- Task material:
=-=-=
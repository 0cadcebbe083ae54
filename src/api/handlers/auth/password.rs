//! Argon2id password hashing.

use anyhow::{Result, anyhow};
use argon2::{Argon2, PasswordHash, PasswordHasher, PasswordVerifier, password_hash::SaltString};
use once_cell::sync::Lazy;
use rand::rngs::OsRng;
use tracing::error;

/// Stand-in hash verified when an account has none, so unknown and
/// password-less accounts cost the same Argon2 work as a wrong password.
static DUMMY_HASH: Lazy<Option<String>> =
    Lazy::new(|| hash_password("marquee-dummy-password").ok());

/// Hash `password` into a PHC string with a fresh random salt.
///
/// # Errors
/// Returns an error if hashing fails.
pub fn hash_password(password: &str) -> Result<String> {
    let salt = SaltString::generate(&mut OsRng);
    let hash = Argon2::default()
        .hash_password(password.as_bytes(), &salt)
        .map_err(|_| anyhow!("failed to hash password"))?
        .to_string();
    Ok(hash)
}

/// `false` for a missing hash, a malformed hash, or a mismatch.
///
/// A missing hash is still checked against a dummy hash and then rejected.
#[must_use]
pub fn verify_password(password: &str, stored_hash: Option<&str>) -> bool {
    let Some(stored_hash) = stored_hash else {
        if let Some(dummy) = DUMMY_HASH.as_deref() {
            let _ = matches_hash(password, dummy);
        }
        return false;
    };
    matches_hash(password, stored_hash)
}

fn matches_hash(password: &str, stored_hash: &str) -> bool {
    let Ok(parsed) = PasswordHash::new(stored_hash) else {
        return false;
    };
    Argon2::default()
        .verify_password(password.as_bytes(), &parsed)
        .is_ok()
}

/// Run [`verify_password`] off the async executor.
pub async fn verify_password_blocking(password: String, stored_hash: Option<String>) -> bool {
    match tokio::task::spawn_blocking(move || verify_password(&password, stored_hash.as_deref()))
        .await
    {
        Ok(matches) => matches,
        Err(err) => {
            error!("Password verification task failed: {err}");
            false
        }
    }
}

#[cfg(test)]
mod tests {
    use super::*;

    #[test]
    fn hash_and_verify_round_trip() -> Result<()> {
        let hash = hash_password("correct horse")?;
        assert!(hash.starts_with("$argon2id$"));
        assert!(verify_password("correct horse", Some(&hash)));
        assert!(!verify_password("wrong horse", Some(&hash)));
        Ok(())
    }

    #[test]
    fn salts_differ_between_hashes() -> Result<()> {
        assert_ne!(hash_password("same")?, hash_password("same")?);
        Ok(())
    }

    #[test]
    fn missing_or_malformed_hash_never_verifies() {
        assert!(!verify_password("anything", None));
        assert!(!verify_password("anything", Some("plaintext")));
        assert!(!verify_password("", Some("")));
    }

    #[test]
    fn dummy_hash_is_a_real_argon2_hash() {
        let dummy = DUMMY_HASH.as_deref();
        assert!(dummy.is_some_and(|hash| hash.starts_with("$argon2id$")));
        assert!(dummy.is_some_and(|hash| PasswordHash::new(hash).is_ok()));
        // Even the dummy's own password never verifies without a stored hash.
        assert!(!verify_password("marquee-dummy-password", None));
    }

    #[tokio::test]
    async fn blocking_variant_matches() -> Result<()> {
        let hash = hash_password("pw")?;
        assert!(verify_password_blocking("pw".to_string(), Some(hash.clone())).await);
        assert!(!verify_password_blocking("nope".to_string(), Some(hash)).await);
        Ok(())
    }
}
=-=-=
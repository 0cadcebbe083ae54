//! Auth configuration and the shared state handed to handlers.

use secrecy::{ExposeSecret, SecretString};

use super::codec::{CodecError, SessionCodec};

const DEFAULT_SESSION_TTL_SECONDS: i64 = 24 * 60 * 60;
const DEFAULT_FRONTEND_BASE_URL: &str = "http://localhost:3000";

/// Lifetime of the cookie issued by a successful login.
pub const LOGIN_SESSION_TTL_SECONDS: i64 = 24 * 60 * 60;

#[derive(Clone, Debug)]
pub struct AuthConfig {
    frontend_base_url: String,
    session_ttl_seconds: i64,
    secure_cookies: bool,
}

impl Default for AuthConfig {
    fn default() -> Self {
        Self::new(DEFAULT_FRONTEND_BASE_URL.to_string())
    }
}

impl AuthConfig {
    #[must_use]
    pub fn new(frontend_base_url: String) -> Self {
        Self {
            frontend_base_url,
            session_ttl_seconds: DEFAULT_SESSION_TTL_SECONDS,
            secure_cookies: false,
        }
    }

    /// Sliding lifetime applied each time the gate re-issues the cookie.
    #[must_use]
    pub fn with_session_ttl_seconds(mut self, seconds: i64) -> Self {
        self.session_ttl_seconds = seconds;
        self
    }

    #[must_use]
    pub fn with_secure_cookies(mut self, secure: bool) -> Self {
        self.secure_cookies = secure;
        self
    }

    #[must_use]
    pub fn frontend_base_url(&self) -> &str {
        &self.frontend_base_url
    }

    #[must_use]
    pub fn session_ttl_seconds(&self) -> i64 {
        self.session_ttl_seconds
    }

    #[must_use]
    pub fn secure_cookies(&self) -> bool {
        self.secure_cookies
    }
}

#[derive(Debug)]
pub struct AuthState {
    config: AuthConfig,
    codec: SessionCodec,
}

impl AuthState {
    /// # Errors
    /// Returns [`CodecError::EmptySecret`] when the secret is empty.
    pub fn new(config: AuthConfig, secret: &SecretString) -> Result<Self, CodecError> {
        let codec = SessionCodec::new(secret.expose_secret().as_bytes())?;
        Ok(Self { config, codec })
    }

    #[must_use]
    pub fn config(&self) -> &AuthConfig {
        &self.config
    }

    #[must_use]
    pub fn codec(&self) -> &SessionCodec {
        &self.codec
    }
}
=-=-=
- Task: Write out every line of the preceding listing that contains "OsRng".

- Your response:
use rand::rngs::OsRng;
    let salt = SaltString::generate(&mut OsRng);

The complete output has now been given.